Collected data:
Segment Open

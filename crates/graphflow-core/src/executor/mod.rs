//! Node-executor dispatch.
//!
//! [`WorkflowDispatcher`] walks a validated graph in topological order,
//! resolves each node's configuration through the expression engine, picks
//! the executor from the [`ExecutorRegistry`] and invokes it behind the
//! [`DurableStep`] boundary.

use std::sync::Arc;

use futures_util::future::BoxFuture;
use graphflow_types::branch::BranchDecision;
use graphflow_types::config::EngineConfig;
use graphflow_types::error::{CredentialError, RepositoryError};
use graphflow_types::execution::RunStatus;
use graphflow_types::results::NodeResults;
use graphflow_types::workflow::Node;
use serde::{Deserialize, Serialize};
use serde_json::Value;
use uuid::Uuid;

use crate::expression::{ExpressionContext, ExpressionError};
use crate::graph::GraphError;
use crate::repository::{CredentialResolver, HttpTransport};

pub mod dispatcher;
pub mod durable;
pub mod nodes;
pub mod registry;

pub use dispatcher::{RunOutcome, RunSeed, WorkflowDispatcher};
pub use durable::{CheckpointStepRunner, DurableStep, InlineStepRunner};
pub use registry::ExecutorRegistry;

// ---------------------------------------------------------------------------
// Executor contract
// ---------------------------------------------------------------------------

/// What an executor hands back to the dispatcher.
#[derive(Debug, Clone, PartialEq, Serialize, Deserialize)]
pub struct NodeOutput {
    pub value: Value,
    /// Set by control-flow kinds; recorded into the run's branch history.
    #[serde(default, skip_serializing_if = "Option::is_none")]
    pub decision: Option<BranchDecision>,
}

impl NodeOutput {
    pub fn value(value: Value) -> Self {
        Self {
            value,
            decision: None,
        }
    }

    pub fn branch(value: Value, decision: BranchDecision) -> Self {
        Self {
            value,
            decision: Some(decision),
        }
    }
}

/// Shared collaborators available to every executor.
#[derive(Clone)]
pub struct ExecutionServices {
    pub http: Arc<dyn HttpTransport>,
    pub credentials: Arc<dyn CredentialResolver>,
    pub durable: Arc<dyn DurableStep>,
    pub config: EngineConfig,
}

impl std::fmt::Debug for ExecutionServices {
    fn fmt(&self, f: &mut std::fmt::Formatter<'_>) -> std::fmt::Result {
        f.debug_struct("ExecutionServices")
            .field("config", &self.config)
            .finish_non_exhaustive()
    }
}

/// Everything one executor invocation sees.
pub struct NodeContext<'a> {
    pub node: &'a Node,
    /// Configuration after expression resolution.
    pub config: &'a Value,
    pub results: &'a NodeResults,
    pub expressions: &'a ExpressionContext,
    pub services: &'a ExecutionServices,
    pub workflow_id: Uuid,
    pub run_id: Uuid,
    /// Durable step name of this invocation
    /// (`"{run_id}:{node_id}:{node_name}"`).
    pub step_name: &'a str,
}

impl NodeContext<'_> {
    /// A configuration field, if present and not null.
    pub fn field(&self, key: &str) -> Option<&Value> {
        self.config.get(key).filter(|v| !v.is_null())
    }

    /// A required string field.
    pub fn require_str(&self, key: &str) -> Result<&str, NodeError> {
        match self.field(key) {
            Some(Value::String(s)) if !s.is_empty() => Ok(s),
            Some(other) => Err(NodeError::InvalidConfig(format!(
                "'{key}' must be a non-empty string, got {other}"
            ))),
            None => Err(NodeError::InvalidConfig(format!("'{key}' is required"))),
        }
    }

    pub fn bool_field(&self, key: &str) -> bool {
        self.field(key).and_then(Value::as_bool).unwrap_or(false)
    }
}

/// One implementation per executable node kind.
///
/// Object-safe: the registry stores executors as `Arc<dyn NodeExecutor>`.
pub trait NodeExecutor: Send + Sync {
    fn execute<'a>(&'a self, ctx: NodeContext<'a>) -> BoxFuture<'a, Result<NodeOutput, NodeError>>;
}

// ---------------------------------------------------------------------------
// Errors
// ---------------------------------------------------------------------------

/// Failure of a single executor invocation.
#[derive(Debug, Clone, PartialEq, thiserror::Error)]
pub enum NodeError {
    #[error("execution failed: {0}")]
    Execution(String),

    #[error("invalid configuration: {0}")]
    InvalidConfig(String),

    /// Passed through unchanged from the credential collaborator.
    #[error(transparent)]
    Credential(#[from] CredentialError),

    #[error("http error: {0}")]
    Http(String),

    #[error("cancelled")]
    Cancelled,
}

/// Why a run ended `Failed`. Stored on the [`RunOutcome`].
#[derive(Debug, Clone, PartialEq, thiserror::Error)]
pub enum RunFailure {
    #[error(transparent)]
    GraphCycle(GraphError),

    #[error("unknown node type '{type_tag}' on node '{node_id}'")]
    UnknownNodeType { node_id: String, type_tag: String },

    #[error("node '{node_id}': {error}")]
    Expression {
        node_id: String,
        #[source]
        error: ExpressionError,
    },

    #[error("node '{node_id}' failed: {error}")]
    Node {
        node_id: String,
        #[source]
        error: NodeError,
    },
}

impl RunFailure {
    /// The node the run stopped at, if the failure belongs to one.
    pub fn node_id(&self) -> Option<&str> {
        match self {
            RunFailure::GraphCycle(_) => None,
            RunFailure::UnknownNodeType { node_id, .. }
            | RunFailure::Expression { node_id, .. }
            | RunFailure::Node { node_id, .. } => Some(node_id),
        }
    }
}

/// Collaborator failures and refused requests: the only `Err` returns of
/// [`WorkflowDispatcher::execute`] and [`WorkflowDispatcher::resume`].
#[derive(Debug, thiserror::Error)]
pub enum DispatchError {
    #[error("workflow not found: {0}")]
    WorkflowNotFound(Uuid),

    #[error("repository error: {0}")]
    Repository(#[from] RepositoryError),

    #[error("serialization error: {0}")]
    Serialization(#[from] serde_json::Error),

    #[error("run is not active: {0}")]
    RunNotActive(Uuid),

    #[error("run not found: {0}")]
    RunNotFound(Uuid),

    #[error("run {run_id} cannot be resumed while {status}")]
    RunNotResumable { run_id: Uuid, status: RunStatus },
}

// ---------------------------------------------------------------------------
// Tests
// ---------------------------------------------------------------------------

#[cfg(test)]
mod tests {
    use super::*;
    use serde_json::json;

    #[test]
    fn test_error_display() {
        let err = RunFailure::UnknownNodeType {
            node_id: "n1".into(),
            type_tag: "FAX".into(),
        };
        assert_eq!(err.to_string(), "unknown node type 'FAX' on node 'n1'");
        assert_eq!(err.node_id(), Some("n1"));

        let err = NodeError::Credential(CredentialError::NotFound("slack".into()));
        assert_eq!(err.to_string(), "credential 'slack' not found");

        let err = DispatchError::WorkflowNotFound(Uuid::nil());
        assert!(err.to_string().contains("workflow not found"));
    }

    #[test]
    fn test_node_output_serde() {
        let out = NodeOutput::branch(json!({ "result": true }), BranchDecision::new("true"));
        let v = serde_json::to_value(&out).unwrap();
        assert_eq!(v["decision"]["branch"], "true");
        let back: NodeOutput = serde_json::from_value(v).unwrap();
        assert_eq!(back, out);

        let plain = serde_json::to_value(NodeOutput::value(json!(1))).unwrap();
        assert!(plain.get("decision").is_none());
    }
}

Segment Closed
Segment Open

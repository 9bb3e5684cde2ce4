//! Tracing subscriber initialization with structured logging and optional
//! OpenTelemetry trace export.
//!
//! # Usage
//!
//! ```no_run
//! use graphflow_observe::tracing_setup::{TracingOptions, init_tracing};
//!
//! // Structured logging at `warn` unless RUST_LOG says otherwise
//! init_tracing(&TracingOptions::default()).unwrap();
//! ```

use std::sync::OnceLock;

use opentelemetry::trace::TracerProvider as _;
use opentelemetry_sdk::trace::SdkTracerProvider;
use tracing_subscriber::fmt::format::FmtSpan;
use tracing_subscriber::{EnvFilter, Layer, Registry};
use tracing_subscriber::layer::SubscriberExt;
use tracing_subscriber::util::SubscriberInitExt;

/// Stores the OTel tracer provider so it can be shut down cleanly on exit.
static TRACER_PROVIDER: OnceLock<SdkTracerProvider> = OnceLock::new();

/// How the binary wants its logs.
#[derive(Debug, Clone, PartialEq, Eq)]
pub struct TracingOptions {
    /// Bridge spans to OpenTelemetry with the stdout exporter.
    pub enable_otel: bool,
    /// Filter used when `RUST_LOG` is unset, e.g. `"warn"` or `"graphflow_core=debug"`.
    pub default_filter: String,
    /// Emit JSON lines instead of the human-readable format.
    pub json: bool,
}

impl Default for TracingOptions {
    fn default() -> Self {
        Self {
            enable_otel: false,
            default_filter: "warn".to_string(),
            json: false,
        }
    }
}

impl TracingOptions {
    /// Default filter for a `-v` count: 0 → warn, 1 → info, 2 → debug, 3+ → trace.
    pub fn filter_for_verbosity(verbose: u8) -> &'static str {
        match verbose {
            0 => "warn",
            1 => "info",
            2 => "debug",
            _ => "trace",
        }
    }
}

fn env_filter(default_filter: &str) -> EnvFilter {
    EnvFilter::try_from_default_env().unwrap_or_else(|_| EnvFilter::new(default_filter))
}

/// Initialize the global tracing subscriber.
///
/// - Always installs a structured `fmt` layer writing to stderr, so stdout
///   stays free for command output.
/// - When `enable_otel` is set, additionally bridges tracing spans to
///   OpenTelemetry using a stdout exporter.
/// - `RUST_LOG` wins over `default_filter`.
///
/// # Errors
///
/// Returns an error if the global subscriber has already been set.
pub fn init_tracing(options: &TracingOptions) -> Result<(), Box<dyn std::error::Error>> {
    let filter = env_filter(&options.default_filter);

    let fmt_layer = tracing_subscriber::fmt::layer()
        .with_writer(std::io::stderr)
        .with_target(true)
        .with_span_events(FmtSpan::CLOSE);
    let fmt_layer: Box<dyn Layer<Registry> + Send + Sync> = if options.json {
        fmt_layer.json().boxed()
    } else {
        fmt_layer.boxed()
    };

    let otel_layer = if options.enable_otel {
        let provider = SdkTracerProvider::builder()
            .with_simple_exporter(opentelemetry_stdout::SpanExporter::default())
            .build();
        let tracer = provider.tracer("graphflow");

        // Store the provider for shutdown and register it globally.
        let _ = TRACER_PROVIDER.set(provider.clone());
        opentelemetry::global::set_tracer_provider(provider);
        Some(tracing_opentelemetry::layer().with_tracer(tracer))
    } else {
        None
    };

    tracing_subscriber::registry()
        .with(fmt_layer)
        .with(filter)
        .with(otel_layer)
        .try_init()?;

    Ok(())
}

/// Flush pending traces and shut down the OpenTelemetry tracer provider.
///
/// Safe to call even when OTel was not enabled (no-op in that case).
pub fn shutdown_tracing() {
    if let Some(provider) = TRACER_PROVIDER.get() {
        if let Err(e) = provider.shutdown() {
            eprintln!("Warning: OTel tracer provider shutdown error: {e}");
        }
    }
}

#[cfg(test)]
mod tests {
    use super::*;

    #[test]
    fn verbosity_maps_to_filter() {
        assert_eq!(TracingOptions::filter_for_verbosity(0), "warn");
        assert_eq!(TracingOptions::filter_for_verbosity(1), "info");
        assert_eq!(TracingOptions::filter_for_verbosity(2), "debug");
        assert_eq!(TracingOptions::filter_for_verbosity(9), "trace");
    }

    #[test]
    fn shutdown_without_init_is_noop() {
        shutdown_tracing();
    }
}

Segment Closed

What is required: Using the data above, print exactly the lines from the line that contains "filename crates/graphflow-core/src/executor/mod.rs" through the line that contains "pub durable: Arc<dyn", with both included.

Result of the task:
filename crates/graphflow-core/src/executor/mod.rs
//! Node-executor dispatch.
//!
//! [`WorkflowDispatcher`] walks a validated graph in topological order,
//! resolves each node's configuration through the expression engine, picks
//! the executor from the [`ExecutorRegistry`] and invokes it behind the
//! [`DurableStep`] boundary.

use std::sync::Arc;

use futures_util::future::BoxFuture;
use graphflow_types::branch::BranchDecision;
use graphflow_types::config::EngineConfig;
use graphflow_types::error::{CredentialError, RepositoryError};
use graphflow_types::execution::RunStatus;
use graphflow_types::results::NodeResults;
use graphflow_types::workflow::Node;
use serde::{Deserialize, Serialize};
use serde_json::Value;
use uuid::Uuid;

use crate::expression::{ExpressionContext, ExpressionError};
use crate::graph::GraphError;
use crate::repository::{CredentialResolver, HttpTransport};

pub mod dispatcher;
pub mod durable;
pub mod nodes;
pub mod registry;

pub use dispatcher::{RunOutcome, RunSeed, WorkflowDispatcher};
pub use durable::{CheckpointStepRunner, DurableStep, InlineStepRunner};
pub use registry::ExecutorRegistry;

// ---------------------------------------------------------------------------
// Executor contract
// ---------------------------------------------------------------------------

/// What an executor hands back to the dispatcher.
#[derive(Debug, Clone, PartialEq, Serialize, Deserialize)]
pub struct NodeOutput {
    pub value: Value,
    /// Set by control-flow kinds; recorded into the run's branch history.
    #[serde(default, skip_serializing_if = "Option::is_none")]
    pub decision: Option<BranchDecision>,
}

impl NodeOutput {
    pub fn value(value: Value) -> Self {
        Self {
            value,
            decision: None,
        }
    }

    pub fn branch(value: Value, decision: BranchDecision) -> Self {
        Self {
            value,
            decision: Some(decision),
        }
    }
}

/// Shared collaborators available to every executor.
#[derive(Clone)]
pub struct ExecutionServices {
    pub http: Arc<dyn HttpTransport>,
    pub credentials: Arc<dyn CredentialResolver>,
    pub durable: Arc<dyn DurableStep>,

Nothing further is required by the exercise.